Vol.4
RICOH THETA Developer Interview
4K spherical videos,
Ask the developer.
“Users can fully enjoy the benefits of 4K videos. That is what the 4K spherical video means.”
First, we’d like to ask the difference between regular 4K videos and the 4K spherical video.
MatsumotoIn case of regular 4K videos, the entire screen is within the 4K resolutions (3840 pixel x 1920 pixel). In case of the 4K spherical (360-degree) video on the other hand, part of the 4K video is cropped and displayed so the resolutions are more important than regular 4K videos.

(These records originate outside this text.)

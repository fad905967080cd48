//! CLI argument definitions for the glimpse binary.

use std::path::PathBuf;

use clap::{Parser, Subcommand};

/// Sign-in and single-object image detection server
#[derive(Parser, Debug)]
#[command(name = "glimpse")]
#[command(about = "glimpse: account sign-in and single-object image detection")]
#[command(version)]
pub struct Cli {
    #[command(subcommand)]
    pub command: Commands,
}

#[derive(Subcommand, Debug)]
pub enum Commands {
    /// Run the glimpse server
    Serve(Box<ServeArgs>),
    /// Check health of a running glimpse server
    Health(HealthArgs),
}

/// Arguments for the serve command
#[derive(clap::Args, Debug)]
pub struct ServeArgs {
    /// Port to listen on
    #[arg(short, long, default_value_t = 8000, env = "GLIMPSE_PORT")]
    pub port: u16,

    /// Bind address
    #[arg(long, default_value = "0.0.0.0", env = "GLIMPSE_HOST")]
    pub host: String,

    /// Credential store URI: memory:, json:<path>, sqlite:<path> or postgres://...
    #[arg(long, env = "DATABASE_URI", hide_env_values = true)]
    pub database_uri: String,

    /// Token signing secret
    #[arg(long, env = "SECRET_KEY", hide_env_values = true)]
    pub secret_key: String,

    /// Token signing algorithm (HS256, HS384 or HS512)
    #[arg(long, env = "ALGORITHM")]
    pub algorithm: String,

    /// Token lifetime in minutes
    #[arg(long, env = "ACCESS_TOKEN_EXPIRE_MINUTES")]
    pub access_token_expire_minutes: i64,

    /// Cloudinary cloud name
    #[arg(long, env = "CLOUDINARY_CLOUD_NAME")]
    pub cloudinary_cloud_name: String,

    /// Cloudinary API key
    #[arg(long, env = "CLOUDINARY_API_KEY", hide_env_values = true)]
    pub cloudinary_api_key: String,

    /// Cloudinary API secret
    #[arg(long, env = "CLOUDINARY_API_SECRET", hide_env_values = true)]
    pub cloudinary_api_secret: String,

    /// Digest Cloudinary expects for request signatures (sha1 or sha256)
    #[arg(long, default_value = "sha1", env = "CLOUDINARY_SIGNATURE_ALGORITHM")]
    pub cloudinary_signature_algorithm: String,

    /// Path of the detection model (.rten)
    #[arg(long, env = "MODEL_PATH")]
    pub model_path: PathBuf,

    /// Directory for annotated and cropped debug images
    #[arg(long, env = "GLIMPSE_ARTIFACT_DIR")]
    pub artifact_dir: Option<PathBuf>,

    /// Minimum detection score
    #[arg(long, default_value_t = 0.25, env = "GLIMPSE_CONFIDENCE_THRESHOLD")]
    pub confidence_threshold: f32,

    /// Overlap above which weaker boxes of the same class are suppressed
    #[arg(long, default_value_t = 0.45, env = "GLIMPSE_IOU_THRESHOLD")]
    pub iou_threshold: f32,
}

/// Arguments for the health command
#[derive(clap::Args, Debug)]
pub struct HealthArgs {
    /// Base URL of the server to check
    #[arg(long, default_value = "http://127.0.0.1:8000", env = "GLIMPSE_URL")]
    pub url: String,

    /// Timeout in seconds
    #[arg(short, long, default_value_t = 5)]
    pub timeout: u64,
}
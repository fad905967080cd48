use std::{
    collections::HashMap,
    io::Cursor,
    net::SocketAddr,
    sync::{
        Arc, Mutex,
        atomic::{AtomicUsize, Ordering},
    },
};

use async_trait::async_trait;
use axum::{
    Router,
    extract::{Path, State},
    http::StatusCode,
    routing::get,
};
use glimpse::{
    FixedClock, Result,
    api::{self, AppState},
    assets::{AssetError, AssetHost, UploadedAsset},
    auth::{AuthService, JwtCodec},
    config::TokenSettings,
    detect::{ArtifactWriter, BoundingBox, Candidate, Detector, HttpImageFetcher, ObjectModel},
    pipeline::ImagePipeline,
    store::{CredentialStore, InMemoryCredentialStore},
};
use image::{DynamicImage, ImageFormat, RgbImage};

pub const TEST_SECRET: &str = "integration-secret";
pub const TEST_EXPIRY_MINUTES: i64 = 30;

// ==========================
// CORE TEST FACTORIES
// ==========================

/// Creates a credential store based on the TEST_BACKEND env var.
///
/// Supported values:
/// - "inmemory" or unset: in-memory store (default)
/// - "sqlite": private in-memory SQLite database (requires `sqlite` feature)
///
/// # Panics
/// Panics if TEST_BACKEND=sqlite but the `sqlite` feature is not enabled.
pub async fn test_store() -> Arc<dyn CredentialStore> {
    match std::env::var("TEST_BACKEND").as_deref() {
        Ok("sqlite") => {
            #[cfg(feature = "sqlite")]
            {
                Arc::new(
                    glimpse::store::SqlxCredentialStore::sqlite_in_memory()
                        .await
                        .expect("Failed to create SQLite store"),
                )
            }
            #[cfg(not(feature = "sqlite"))]
            panic!("TEST_BACKEND=sqlite requires the `sqlite` feature")
        }
        _ => Arc::new(InMemoryCredentialStore::new()),
    }
}

/// An auth service over a fresh store with a controllable clock.
pub async fn test_auth(clock: Arc<FixedClock>) -> AuthService {
    let settings = TokenSettings::new(TEST_SECRET, "HS256", TEST_EXPIRY_MINUTES).unwrap();
    AuthService::new(test_store().await, Arc::new(JwtCodec::new(&settings, clock)))
}

/// Encode a blank image of the given size.
pub fn image_bytes(width: u32, height: u32, format: ImageFormat) -> Vec<u8> {
    let mut bytes = Cursor::new(Vec::new());
    DynamicImage::ImageRgb8(RgbImage::new(width, height))
        .write_to(&mut bytes, format)
        .unwrap();
    bytes.into_inner()
}

pub fn png(width: u32, height: u32) -> Vec<u8> {
    image_bytes(width, height, ImageFormat::Png)
}

pub fn candidate(bbox: BoundingBox, confidence: f32, class_id: usize) -> Candidate {
    Candidate {
        bbox,
        confidence,
        class_id,
    }
}

// ==========================
// IMAGE HOSTING
// ==========================

type Images = Arc<Mutex<HashMap<String, Vec<u8>>>>;

/// A tiny HTTP server standing in for a remote image host.
///
/// Serves `GET /images/{name}` from an in-memory map; unknown names are 404.
#[derive(Clone)]
pub struct ImageServer {
    pub addr: SocketAddr,
    images: Images,
}

async fn serve_image(
    State(images): State<Images>,
    Path(name): Path<String>,
) -> std::result::Result<Vec<u8>, StatusCode> {
    images
        .lock()
        .unwrap()
        .get(&name)
        .cloned()
        .ok_or(StatusCode::NOT_FOUND)
}

impl ImageServer {
    pub async fn start() -> Self {
        let images: Images = Arc::default();
        let router = Router::new()
            .route("/images/{name}", get(serve_image))
            .with_state(images.clone());
        let addr = spawn(router).await;
        Self { addr, images }
    }

    /// Publish `bytes` under `name` and return its URL.
    pub fn put(&self, name: &str, bytes: Vec<u8>) -> String {
        self.images.lock().unwrap().insert(name.to_string(), bytes);
        self.url(name)
    }

    pub fn url(&self, name: &str) -> String {
        format!("http://{}/images/{name}", self.addr)
    }
}

/// Serve `router` on an ephemeral loopback port.
pub async fn spawn(router: Router) -> SocketAddr {
    let listener = tokio::net::TcpListener::bind("127.0.0.1:0")
        .await
        .expect("Failed to bind address");
    let addr = listener.local_addr().expect("Failed to get local address");
    tokio::spawn(async move {
        axum::serve(listener, router).await.expect("Server failed");
    });
    addr
}

/// How a [`RecordingAssetHost`] answers uploads.
#[derive(Debug, Clone, Copy, PartialEq, Eq)]
pub enum UploadMode {
    /// Publish the bytes on the image server.
    Publish,
    /// Report success with a URL that 404s.
    Dangling,
    /// Refuse the upload.
    Reject,
}

/// Asset host double that records uploads and publishes them on an
/// [`ImageServer`].
pub struct RecordingAssetHost {
    server: ImageServer,
    mode: UploadMode,
    uploads: Mutex<Vec<(String, usize)>>,
    counter: AtomicUsize,
}

impl RecordingAssetHost {
    pub fn new(server: ImageServer, mode: UploadMode) -> Self {
        Self {
            server,
            mode,
            uploads: Mutex::new(Vec::new()),
            counter: AtomicUsize::new(0),
        }
    }

    /// `(filename, size)` of every upload attempt.
    pub fn uploads(&self) -> Vec<(String, usize)> {
        self.uploads.lock().unwrap().clone()
    }
}

#[async_trait]
impl AssetHost for RecordingAssetHost {
    async fn upload(&self, bytes: Vec<u8>, filename: &str) -> Result<UploadedAsset> {
        self.uploads
            .lock()
            .unwrap()
            .push((filename.to_string(), bytes.len()));
        let name = format!("asset-{}", self.counter.fetch_add(1, Ordering::SeqCst));

        let secure_url = match self.mode {
            UploadMode::Publish => self.server.put(&name, bytes),
            UploadMode::Dangling => self.server.url(&name),
            UploadMode::Reject => {
                return Err(AssetError::Rejected {
                    status: 401,
                    message: "Invalid Signature".to_string(),
                }
                .into());
            }
        };
        Ok(UploadedAsset {
            secure_url,
            public_id: Some(name),
        })
    }
}

// ==========================
// MODEL
// ==========================

/// Object model double that returns scripted candidates.
pub struct ScriptedModel {
    candidates: Vec<Candidate>,
    calls: AtomicUsize,
    seen: Mutex<Vec<(u32, u32)>>,
}

impl ScriptedModel {
    pub fn new(candidates: Vec<Candidate>) -> Self {
        Self {
            candidates,
            calls: AtomicUsize::new(0),
            seen: Mutex::new(Vec::new()),
        }
    }

    pub fn calls(&self) -> usize {
        self.calls.load(Ordering::SeqCst)
    }

    /// Dimensions of every image the model was run on.
    pub fn seen(&self) -> Vec<(u32, u32)> {
        self.seen.lock().unwrap().clone()
    }
}

impl ObjectModel for ScriptedModel {
    fn infer(&self, image: &DynamicImage) -> Result<Vec<Candidate>> {
        self.calls.fetch_add(1, Ordering::SeqCst);
        self.seen
            .lock()
            .unwrap()
            .push((image.width(), image.height()));
        Ok(self.candidates.clone())
    }

    fn class_name(&self, class_id: usize) -> Option<&str> {
        glimpse::detect::COCO_LABELS.get(class_id).copied()
    }
}

// ==========================
// FULL SERVER
// ==========================

/// A running router plus handles on its collaborators.
pub struct TestServer {
    pub base: String,
    pub client: reqwest::Client,
    pub clock: Arc<FixedClock>,
    pub assets: Arc<RecordingAssetHost>,
    pub model: Arc<ScriptedModel>,
    pub images: ImageServer,
}

impl TestServer {
    /// Start a server whose uploads are published and whose model reports
    /// `candidates`.
    pub async fn start(candidates: Vec<Candidate>) -> Self {
        Self::start_with(candidates, UploadMode::Publish, None).await
    }

    pub async fn start_with(
        candidates: Vec<Candidate>,
        mode: UploadMode,
        artifacts: Option<ArtifactWriter>,
    ) -> Self {
        let clock = Arc::new(FixedClock::default());
        let auth = test_auth(clock.clone()).await;

        let images = ImageServer::start().await;
        let assets = Arc::new(RecordingAssetHost::new(images.clone(), mode));
        let model = Arc::new(ScriptedModel::new(candidates));

        let mut detector = Detector::new(Arc::new(HttpImageFetcher::new()), model.clone());
        if let Some(writer) = artifacts {
            detector = detector.with_artifacts(writer);
        }
        let pipeline = ImagePipeline::new(assets.clone(), detector);

        let addr = spawn(api::router(AppState::new(auth, pipeline))).await;
        Self {
            base: format!("http://{addr}"),
            client: reqwest::Client::new(),
            clock,
            assets,
            model,
            images,
        }
    }

    pub fn url(&self, path: &str) -> String {
        format!("{}{path}", self.base)
    }

    pub async fn post_json(&self, path: &str, body: serde_json::Value) -> reqwest::Response {
        self.client.post(self.url(path)).json(&body).send().await.unwrap()
    }

    pub async fn register(&self, email: &str, password: &str) -> reqwest::Response {
        self.post_json(
            "/register",
            serde_json::json!({"email": email, "password": password}),
        )
        .await
    }

    pub async fn signin(&self, email: &str, password: &str) -> reqwest::Response {
        self.post_json(
            "/signin",
            serde_json::json!({"email": email, "password": password}),
        )
        .await
    }

    /// Register and sign in, returning the access token.
    pub async fn token_for(&self, email: &str, password: &str) -> String {
        assert_eq!(self.register(email, password).await.status(), 201);
        let body: serde_json::Value = self.signin(email, password).await.json().await.unwrap();
        body["access_token"].as_str().unwrap().to_string()
    }

    pub async fn me(&self, token: &str) -> reqwest::Response {
        self.client
            .get(self.url("/me"))
            .bearer_auth(token)
            .send()
            .await
            .unwrap()
    }

    /// POST `bytes` to the image endpoint as the `file` part.
    pub async fn upload(&self, bytes: Vec<u8>, filename: &str) -> serde_json::Value {
        let form = reqwest::multipart::Form::new().part(
            "file",
            reqwest::multipart::Part::bytes(bytes).file_name(filename.to_string()),
        );
        let response = self
            .client
            .post(self.url("/image-ai"))
            .multipart(form)
            .send()
            .await
            .unwrap();
        assert_eq!(response.status(), 200);
        response.json().await.unwrap()
    }
}
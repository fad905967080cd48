//! Retrieval of image bytes by URL.

use async_trait::async_trait;

use super::DetectError;
use crate::Result;

/// Downloads the bytes behind an image URL.
#[async_trait]
pub trait ImageFetcher: Send + Sync {
    /// Fetch `url`.
    ///
    /// # Errors
    /// [`DetectError::FetchFailed`] if no response arrives,
    /// [`DetectError::FetchStatus`] for any status other than 200.
    async fn fetch(&self, url: &str) -> Result<Vec<u8>>;
}

/// [`ImageFetcher`] over plain HTTP(S).
#[derive(Debug, Clone, Default)]
pub struct HttpImageFetcher {
    client: reqwest::Client,
}

impl HttpImageFetcher {
    pub fn new() -> Self {
        Self::default()
    }
}

#[async_trait]
impl ImageFetcher for HttpImageFetcher {
    async fn fetch(&self, url: &str) -> Result<Vec<u8>> {
        let failed = |e: reqwest::Error| DetectError::FetchFailed {
            url: url.to_string(),
            reason: e.to_string(),
        };

        let response = self.client.get(url).send().await.map_err(failed)?;
        let status = response.status();
        if status != reqwest::StatusCode::OK {
            return Err(DetectError::FetchStatus {
                url: url.to_string(),
                status: status.as_u16(),
            }
            .into());
        }

        let bytes = response.bytes().await.map_err(failed)?;
        tracing::debug!(url = %url, bytes = bytes.len(), "Fetched image");
        Ok(bytes.to_vec())
    }
}
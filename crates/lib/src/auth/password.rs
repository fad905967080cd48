//! Password hashing with Argon2id.
//!
//! Hashes are stored in PHC string format, which embeds the algorithm,
//! parameters and a random salt, so verification needs nothing but the string.

use argon2::{
    Argon2,
    password_hash::{PasswordHash, PasswordHasher, PasswordVerifier, SaltString, rand_core},
};

use super::AuthError;
use crate::Result;

/// Hash a password using Argon2id with a fresh random salt.
pub fn hash_password(password: impl AsRef<str>) -> Result<String> {
    let salt = SaltString::generate(&mut rand_core::OsRng);

    let hash = Argon2::default()
        .hash_password(password.as_ref().as_bytes(), &salt)
        .map_err(|e| AuthError::HashingFailed {
            reason: e.to_string(),
        })?
        .to_string();

    Ok(hash)
}

/// Verify a password against its stored hash.
///
/// # Errors
/// - [`AuthError::InvalidPassword`] if the password does not match
/// - [`AuthError::CorruptPasswordHash`] if the stored hash cannot be parsed
pub fn verify_password(password: impl AsRef<str>, password_hash: impl AsRef<str>) -> Result<()> {
    let parsed_hash =
        PasswordHash::new(password_hash.as_ref()).map_err(|_| AuthError::CorruptPasswordHash)?;

    Argon2::default()
        .verify_password(password.as_ref().as_bytes(), &parsed_hash)
        .map_err(|_| AuthError::InvalidPassword.into())
}

/// [`hash_password`] on the blocking pool, off the async worker threads.
pub async fn hash_password_blocking(password: String) -> Result<String> {
    tokio::task::spawn_blocking(move || hash_password(password))
        .await
        .map_err(|e| AuthError::HashingFailed {
            reason: format!("hashing task failed: {e}"),
        })?
}

/// [`verify_password`] on the blocking pool.
pub async fn verify_password_blocking(password: String, password_hash: String) -> Result<()> {
    tokio::task::spawn_blocking(move || verify_password(password, password_hash))
        .await
        .map_err(|e| AuthError::HashingFailed {
            reason: format!("verification task failed: {e}"),
        })?
}
//! Credential storage.
//!
//! A [`CredentialStore`] holds one [`Identity`] per registered email. The auth
//! service only ever looks identities up by email and inserts new ones, so that
//! is the whole interface. Implementations must make `insert` atomic with
//! respect to the uniqueness of `email`: a second insert for the same email
//! fails with [`StoreError::DuplicateEmail`] even when two registrations race
//! past the service's own existence check.

use std::any::Any;

use async_trait::async_trait;
use serde::{Deserialize, Serialize};

use crate::Result;

mod errors;
mod in_memory;
#[cfg(any(feature = "sqlite", feature = "postgres"))]
pub mod sql;

pub use errors::StoreError;
pub use in_memory::InMemoryCredentialStore;
#[cfg(any(feature = "sqlite", feature = "postgres"))]
pub use sql::{DbKind, SqlxCredentialStore};

/// A registered email and the hash of its password.
///
/// Emails are compared exactly as stored; no case folding is applied.
#[derive(Debug, Clone, PartialEq, Eq, Serialize, Deserialize)]
pub struct Identity {
    pub email: String,
    /// Argon2id hash in PHC string format.
    pub password_hash: String,
}

impl Identity {
    pub fn new(email: impl Into<String>, password_hash: impl Into<String>) -> Self {
        Self {
            email: email.into(),
            password_hash: password_hash.into(),
        }
    }
}

/// Storage for registered identities.
///
/// All implementations must be `Send + Sync` so a single store can be shared
/// across request handlers, and implement `Any` so callers can downcast to a
/// concrete store (for example to persist a JSON-backed store at shutdown).
#[async_trait]
pub trait CredentialStore: Send + Sync + Any {
    /// Look up the identity registered under `email`, if any.
    async fn find_by_email(&self, email: &str) -> Result<Option<Identity>>;

    /// Insert a new identity.
    ///
    /// # Errors
    /// [`StoreError::DuplicateEmail`] if the email is already stored.
    async fn insert(&self, identity: Identity) -> Result<()>;

    /// Number of stored identities.
    async fn count(&self) -> Result<usize>;

    /// Short name of the storage kind, reported by the health endpoint.
    fn kind(&self) -> &'static str;

    /// Returns a reference to the store as `Any` for downcasting.
    fn as_any(&self) -> &dyn Any;
}
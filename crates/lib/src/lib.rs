//!
//! glimpse: account sign-in and single-object image detection.
//!
//! The library holds every component of the service so the HTTP surface can be
//! driven end to end from tests; the `glimpse` binary only parses configuration
//! and wires the pieces together.
//!
//! ## Core Concepts
//!
//! * **Identities (`store::Identity`)**: one record per registered email, holding the
//!   Argon2id hash of the password. Persisted through a `store::CredentialStore`.
//! * **Session tokens (`auth::SessionToken`)**: stateless signed bearer tokens issued
//!   by a `auth::TokenCodec`. Validity is the signature plus the expiry, nothing is stored.
//! * **Auth service (`auth::AuthService`)**: register, login and "who am I" on top of
//!   the store and the codec.
//! * **Asset host (`assets::AssetHost`)**: remote, URL-addressable storage for uploads.
//! * **Detector (`detect::Detector`)**: fetches an image by URL, runs the shared
//!   `detect::ObjectModel` once and keeps the first candidate it reports.
//! * **Pipeline (`pipeline::ImagePipeline`)**: upload, then detect, then respond.

pub mod api;
pub mod assets;
pub mod auth;
pub mod clock;
pub mod config;
pub mod detect;
pub mod pipeline;
pub mod store;

pub use clock::{Clock, SystemClock};
#[cfg(any(test, feature = "testing"))]
pub use clock::FixedClock;

/// Result type used throughout the glimpse library.
pub type Result<T> = std::result::Result<T, Error>;

/// Common error type for the glimpse library.
#[derive(Debug, thiserror::Error)]
pub enum Error {
    /// Structured credential store errors from the store module
    #[error(transparent)]
    Store(store::StoreError),

    /// Structured authentication errors from the auth module
    #[error(transparent)]
    Auth(auth::AuthError),

    /// Structured upload errors from the assets module
    #[error(transparent)]
    Asset(assets::AssetError),

    /// Structured detection errors from the detect module
    #[error(transparent)]
    Detect(detect::DetectError),

    /// Invalid startup configuration
    #[error(transparent)]
    Config(config::ConfigError),
}

impl Error {
    /// Get the originating module for this error.
    pub fn module(&self) -> &'static str {
        match self {
            Error::Store(_) => "store",
            Error::Auth(_) => "auth",
            Error::Asset(_) => "assets",
            Error::Detect(_) => "detect",
            Error::Config(_) => "config",
        }
    }

    /// Check if this error indicates a resource was not found.
    pub fn is_not_found(&self) -> bool {
        match self {
            Error::Auth(auth_err) => auth_err.is_not_found(),
            _ => false,
        }
    }

    /// Check if this error indicates a conflict (already exists).
    pub fn is_conflict(&self) -> bool {
        match self {
            Error::Auth(auth_err) => auth_err.is_conflict(),
            Error::Store(store_err) => store_err.is_duplicate(),
            _ => false,
        }
    }

    /// Check if this error means the caller is not authenticated.
    pub fn is_unauthorized(&self) -> bool {
        match self {
            Error::Auth(auth_err) => auth_err.is_unauthorized(),
            _ => false,
        }
    }

    /// Check if this error came from the credential store.
    pub fn is_store_error(&self) -> bool {
        matches!(self, Error::Store(_))
    }
}
//! Cloudinary image upload.
//!
//! Uses the signed upload endpoint: the request carries the API key, a
//! timestamp, and a signature over the sorted signed parameters with the API
//! secret appended. The digest is SHA-1 unless the credentials select SHA-256.

use async_trait::async_trait;
use serde::Deserialize;
use sha1::Sha1;
use sha2::{Digest, Sha256};

use super::{AssetError, AssetHost, UploadedAsset};
use crate::{
    Clock, Result,
    config::{CloudinaryCredentials, SignatureAlgorithm},
};
use std::sync::Arc;

const DEFAULT_API_BASE: &str = "https://api.cloudinary.com/v1_1";

#[derive(Deserialize)]
struct UploadResponse {
    secure_url: String,
    public_id: Option<String>,
}

#[derive(Deserialize)]
struct ErrorBody {
    error: ErrorMessage,
}

#[derive(Deserialize)]
struct ErrorMessage {
    message: String,
}

/// Sign `params` the way Cloudinary expects: `k=v` pairs sorted by key and
/// joined with `&`, secret appended, hashed and hex encoded.
pub(crate) fn sign(
    params: &[(&str, String)],
    api_secret: &str,
    algorithm: SignatureAlgorithm,
) -> String {
    let mut sorted: Vec<&(&str, String)> = params.iter().collect();
    sorted.sort_by(|a, b| a.0.cmp(b.0));
    let to_sign = sorted
        .iter()
        .map(|(k, v)| format!("{k}={v}"))
        .collect::<Vec<_>>()
        .join("&");

    match algorithm {
        SignatureAlgorithm::Sha1 => digest::<Sha1>(&to_sign, api_secret),
        SignatureAlgorithm::Sha256 => digest::<Sha256>(&to_sign, api_secret),
    }
}

fn digest<D: Digest>(to_sign: &str, api_secret: &str) -> String {
    let mut hasher = D::new();
    hasher.update(to_sign.as_bytes());
    hasher.update(api_secret.as_bytes());
    hex::encode(hasher.finalize())
}

/// Uploads images to a Cloudinary product environment.
pub struct CloudinaryHost {
    credentials: CloudinaryCredentials,
    api_base: String,
    client: reqwest::Client,
    clock: Arc<dyn Clock>,
}

impl CloudinaryHost {
    pub fn new(credentials: CloudinaryCredentials, clock: Arc<dyn Clock>) -> Self {
        Self {
            credentials,
            api_base: DEFAULT_API_BASE.to_string(),
            client: reqwest::Client::new(),
            clock,
        }
    }

    /// Point the uploader at another API root (a proxy or a test server).
    pub fn with_api_base(mut self, api_base: impl Into<String>) -> Self {
        self.api_base = api_base.into().trim_end_matches('/').to_string();
        self
    }

    fn upload_url(&self) -> String {
        format!(
            "{}/{}/image/upload",
            self.api_base, self.credentials.cloud_name
        )
    }
}

#[async_trait]
impl AssetHost for CloudinaryHost {
    async fn upload(&self, bytes: Vec<u8>, filename: &str) -> Result<UploadedAsset> {
        if bytes.is_empty() {
            return Err(AssetError::EmptyUpload.into());
        }

        let timestamp = self.clock.now_secs().to_string();
        let signature = sign(
            &[("timestamp", timestamp.clone())],
            &self.credentials.api_secret,
            self.credentials.signature_algorithm,
        );

        let size = bytes.len();
        let file = reqwest::multipart::Part::bytes(bytes).file_name(filename.to_string());
        let form = reqwest::multipart::Form::new()
            .part("file", file)
            .text("api_key", self.credentials.api_key.clone())
            .text("timestamp", timestamp)
            .text("signature", signature);

        let response = self
            .client
            .post(self.upload_url())
            .multipart(form)
            .send()
            .await
            .map_err(|e| AssetError::RequestFailed {
                reason: e.to_string(),
            })?;

        let status = response.status();
        if !status.is_success() {
            let message = match response.json::<ErrorBody>().await {
                Ok(body) => body.error.message,
                Err(_) => status.canonical_reason().unwrap_or("unknown").to_string(),
            };
            tracing::warn!(status = status.as_u16(), %message, "Asset upload rejected");
            return Err(AssetError::Rejected {
                status: status.as_u16(),
                message,
            }
            .into());
        }

        let body: UploadResponse =
            response
                .json()
                .await
                .map_err(|e| AssetError::InvalidResponse {
                    reason: e.to_string(),
                })?;

        tracing::info!(bytes = size, url = %body.secure_url, "Uploaded asset");
        Ok(UploadedAsset {
            secure_url: body.secure_url,
            public_id: body.public_id,
        })
    }
}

The importance of resolutions means; When a 2K video is used as a 2K spherical video, the actual view range will have resolutions as (960 pixel × 540 pixel) or so. When a 4K video is used as a 4K spherical video, the resolutions of the actual view range will be enhanced to Full HD resolutions (1920 pixel × 1080 pixel) or so.
I think regular 4K videos unexpectedly have somewhat overengineered aspects for general users to handle in terms of the fact that regular 4K videos' resolutions are too high. On the other hand, I believe 4K spherical videos enable users to enjoy the benefits of 4K videos to the fullest.
THETA V has realized 360-degree video recording in 4K resolution. Why was this feature adopted at this timing?
Shohara The resolutions of previous THETA videos in particular has been 2K resolutions (1920 pixel × 960 pixel). Development from this resolution to 4K resolutions should be legitimate. In term of resolutions, when we released THETA S in 2015, we also received requests from users, who asked “why 4K resolutions are not supported?”.
In those days, however, considering the spread of playback environments, we judged that it was too early to support 4K resolutions. When using THETA, many users prefer to connect it to a smartphone to view images. However, smartphone itself didn't provide sufficient support for 4K-based playback.
MatsumotoSpecifications to play back 4K videos were left behind. It seems that they have been spreading lately.
“The first impression was just amazing, and amazing was the only word I could say.”
What difficulties did you face to install the feature of 4K spherical video recording?
MatsumotoThe specifications of both image sensors (imaging elements) and processors for taken videos and images have improved this time. Despite this improvement, the current processing speed barely enables the playback of 4K videos. For this reason, placing a higher emphasis on “improved image processing” may end up producing clumsy moves when a video is played back.
THETA V has realized 4K 29.97fps (fps means the number of frames recorded per second). We were attentive in balanced processing so that improved image quality is provided while the number of frames per second for smooth playback is realized.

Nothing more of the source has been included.